Kaiser erklärte, dass man ein „Görtschitztal-Zukunftskomitee mit regionalen Schlüsselakteuren“ gründen wolle. Der Neustart des Tales solle vom Regionalmanagement Kärnten Mitte mit Leiter Andreas Duller koordiniert werden. Ideen und Zukunftsfragen aus der Bevölkerung sollen einfließen. Der Landeshauptmann verhehlte nicht, dass in manchen Bereichen aber auch kärntenweite Imagekorrekturen notwendig sein werden. Wie er weiters ankündigte, werde die Regierungskoalition ihre nächste Klausur bewusst im Görtschitztal abhalten: „Die Region ist uns viel wert.“ Erste Zwischenergebnisse der mit der Aufklärung der behördeninternen Abläufe rund um den HCB-Fall betrauten Funk-Kommission erwartet Kaiser in zwei bis drei Wochen.

„Es ist wichtig, gemeinsam und gezielt an der Zukunft des Görtschitztales zu arbeiten“, betonte auch Benger. Er strich aber auch hervor, dass zuerst die Gegenwart zu bewältigen sei. 2,8 Mio.
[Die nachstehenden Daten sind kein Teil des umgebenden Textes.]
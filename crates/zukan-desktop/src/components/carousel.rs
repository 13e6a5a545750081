//! Rotating recommendation carousel component

use std::time::Duration;

use base64::engine::general_purpose::STANDARD as BASE64;
use base64::Engine as _;
use dioxus::prelude::*;

use zukan_core::carousel::{Carousel, SHUFFLE_PERIOD};
use zukan_core::models::{Preset, PRESETS};

use crate::state::AppState;

/// How often the view mirrors the controller's index into a signal.
const VIEW_POLL_PERIOD: Duration = Duration::from_millis(50);

/// The recommended-Pokémon carousel.
///
/// Clicking the image toggles rotation; while paused, a one-click
/// registration action for the displayed Pokémon appears.
#[component]
pub fn CarouselView() -> Element {
    let mut state = use_context::<AppState>();
    let mut carousel = use_signal(|| {
        let mut carousel =
            Carousel::new(PRESETS, SHUFFLE_PERIOD).expect("preset list is non-empty");
        carousel.start();
        carousel
    });
    let mut shown = use_signal(|| 0usize);
    let mut rotating = use_signal(|| true);
    let mut registering = use_signal(|| false);

    // The controller's timer advances a shared index off-screen; mirror
    // it into a signal so the view re-renders on change.
    use_future(move || async move {
        loop {
            tokio::time::sleep(VIEW_POLL_PERIOD).await;
            let index = carousel.read().index();
            if index != shown() {
                shown.set(index);
            }
        }
    });

    let preset: &Preset = &PRESETS[shown()];
    let image_src = format!(
        "data:{};base64,{}",
        preset.content_type,
        BASE64.encode(preset.image)
    );

    let toggle = move |_| {
        let mut controller = carousel.write();
        controller.toggle();
        rotating.set(controller.is_rotating());
    };

    let register_shown = move |_| {
        if registering() {
            return;
        }
        let Some(sync) = state.synchronizer() else {
            return;
        };
        let index = shown();
        registering.set(true);
        spawn(async move {
            match sync.register_preset(index).await {
                Ok(note) => {
                    tracing::info!("Registered preset Pokémon: {}", note.name);
                }
                Err(error) => {
                    tracing::error!("Failed to register preset: {error}");
                }
            }
            state.notes.set(sync.notes().await);
            registering.set(false);
        });
    };

    rsx! {
        div {
            class: "carousel",

            h2 { "Recommended Pokémon" }
            p { class: "carousel-hint", "Click the image!" }

            img {
                class: "carousel-image",
                src: "{image_src}",
                alt: "{preset.name}",
                onclick: toggle,
            }
            p { class: "carousel-name", "{preset.name}" }

            if !rotating() {
                button {
                    class: "carousel-register",
                    disabled: registering(),
                    onclick: register_shown,
                    "Register this one"
                }
            }
        }
    }
}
Euro stünden im Soforthilfefonds für Proben, Untersuchungen und Analysen zur Verfügung, 1,2 Mio. davon würden derzeit ausbezahlt, 890.000 Euro akut benötigt. Zudem seien immense Mehrkosten aufgrund von Schäden, vor allem im Bereich der Direktvermarkter, zu erwarten. Allein für den Fleischbereich nannte der Agrarlandesrat eine Schadenssumme von 1,64 Mio. Euro. Für die rund 1.000 Masttiere im Görtschitztal gebe es die Überlegung, sie in zwei Ställen zusammenzufassen. Dort sollten sie dann kontrolliert gefüttert und geschlachtet werden.
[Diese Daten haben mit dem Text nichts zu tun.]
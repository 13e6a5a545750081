//! Application state management
//!
//! Global state accessible via Dioxus context providers.

use std::sync::Arc;

use dioxus::prelude::*;

use zukan_core::auth::AuthSession;
use zukan_core::models::Note;

use crate::services::{AppServices, Synchronizer};

/// Global application state
#[derive(Clone, Copy)]
pub struct AppState {
    /// Published note list (replaced wholesale after every refresh)
    pub notes: Signal<Vec<Note>>,
    /// Active auth session, if signed in
    pub session: Signal<Option<AuthSession>>,
    /// Collaborator clients, once initialized
    pub services: Signal<Option<Arc<AppServices>>>,
    /// Session-scoped synchronizer, present while signed in
    pub synchronizer: Signal<Option<Arc<Synchronizer>>>,
    /// Last auth/initialization error for UI display
    pub auth_error: Signal<Option<String>>,
}

impl AppState {
    /// The session-scoped synchronizer, if any.
    #[must_use]
    pub fn synchronizer(&self) -> Option<Arc<Synchronizer>> {
        (self.synchronizer)()
    }

    /// Refresh the note list and republish it to the UI.
    ///
    /// Collaborator failures are logged and the previous list is kept,
    /// matching the log-and-continue policy of the rest of the app.
    pub async fn refresh_notes(&mut self) {
        let Some(sync) = self.synchronizer() else {
            return;
        };
        if let Err(error) = sync.refresh().await {
            tracing::error!("Failed to refresh notes: {error}");
        }
        self.notes.set(sync.notes().await);
    }
}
Holub meinte zum Neustart des Tales, dass nichts ohne die Einbeziehung der Bevölkerung passiere: „Sie kann selbst entscheiden, in welche Richtung es geht.“ Er verwies auf die Sonderumweltinspektionen, die eine Reihe von Maßnahmen und neuen Vorschriften ausgelöst hätten. Bei der Altlast Brückl führe man beispielsweise Quecksilbermessungen durch, verstärkt würden u.a. Fische und Wasser untersucht. Holub ließ mit der Idee eines eigenen Labors in Kärnten aufhorchen. „Es dauert sehr lange, wenn wir Proben nach Wien oder München schicken müssen. Ich bin mir sicher, dass wir in Umweltmedizin und Messtechniken Kompetenzen erwerben könnten“, meinte er. Der Umweltreferent erklärte zudem, dass es bisher keine gesetzliche Grundlage für die Messung von HCB gebe, w&p führe einer solche jetzt freiwillig durch. Insgesamt sei es wichtig, aus Fehlern der Vergangenheit zu lernen.